The good suffering in your life; or, the struggle to know one’s vocation

Man's Search for Meaning, by Viktor Frankl

Image by elycefeliz via Flickr

I admit I don’t think our church does a great job of helping people find their specific, individual purposes in life, and as a vestry guy and occasional lay teacher, I’m as responsible for that as anyone else. But then maybe no help is better than bad help. No way around it: individual vocation is the central question in most lives. Saint Paul said some are called to be teachers, some evangelists, some prophets, and so on. Kierkegaard wrote about the need for that thing for which he could live and die.
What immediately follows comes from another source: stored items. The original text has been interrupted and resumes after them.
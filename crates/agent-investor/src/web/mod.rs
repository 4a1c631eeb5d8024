//! Browser chat UI served with axum

pub mod chat;
pub mod error;

pub use chat::{ChatMessage, ChatRequest, transcript};
pub use error::AppError;

use crate::agent::InvestorAgent;
use crate::error::Result;
use crate::session::SessionStore;
use axum::Router;
use axum::response::Html;
use axum::routing::{get, post};
use std::net::SocketAddr;
use std::sync::Arc;
use tracing::info;

const INDEX_HTML: &str = include_str!("index.html");

/// Shared state for every route
#[derive(Clone)]
pub struct AppState {
    pub agent: Arc<InvestorAgent>,
    pub sessions: Arc<SessionStore>,
}

impl AppState {
    /// State with a fresh session store
    pub fn new(agent: Arc<InvestorAgent>) -> Self {
        Self {
            agent,
            sessions: Arc::new(SessionStore::new()),
        }
    }
}

/// The chat UI router
pub fn create_app(state: AppState) -> Router {
    Router::new()
        .route("/", get(index))
        .route("/health", get(health))
        .route("/api/chat", post(chat::chat))
        .route("/api/sessions/:id/messages", get(chat::session_messages))
        .with_state(state)
}

/// Serve the chat UI on `addr` until the process stops
pub async fn serve(addr: SocketAddr, state: AppState) -> Result<()> {
    let listener = tokio::net::TcpListener::bind(addr).await?;
    info!(addr = %listener.local_addr()?, "Chat UI listening");
    axum::serve(listener, create_app(state)).await?;
    Ok(())
}

async fn index() -> Html<&'static str> {
    Html(INDEX_HTML)
}

async fn health() -> &'static str {
    "OK"
}
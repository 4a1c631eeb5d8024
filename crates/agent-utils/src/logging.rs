//! Logging and tracing utilities

use tracing_subscriber::{EnvFilter, layer::SubscriberExt, util::SubscriberInitExt};

/// Initialize the global tracing subscriber
///
/// The filter comes from `RUST_LOG` and defaults to `default_filter`.
/// Setting `LOG_FORMAT=json` switches to one JSON object per line. Output
/// goes to stderr so it never interleaves with streamed replies on stdout.
pub fn init_tracing(default_filter: &str) {
    let filter =
        EnvFilter::try_from_default_env().unwrap_or_else(|_| EnvFilter::new(default_filter));
    let registry = tracing_subscriber::registry().with(filter);

    if std::env::var("LOG_FORMAT").is_ok_and(|f| f.eq_ignore_ascii_case("json")) {
        registry
            .with(tracing_subscriber::fmt::layer().json().with_writer(std::io::stderr))
            .init();
    } else {
        registry
            .with(tracing_subscriber::fmt::layer().with_writer(std::io::stderr))
            .init();
    }
}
When he said “truth is subjectivity,” he was not articulating the past century’s fashionable relativism but rather recognizing that each person has his own subjective, personal, individual response to the objective Gospel and to God. In the life of the Church, roles are as diverse and varied as fingerprints, and anyone who tries to simplify or reduce the individual’s role to an objective platitude inhibits the Christian’s influence in the world.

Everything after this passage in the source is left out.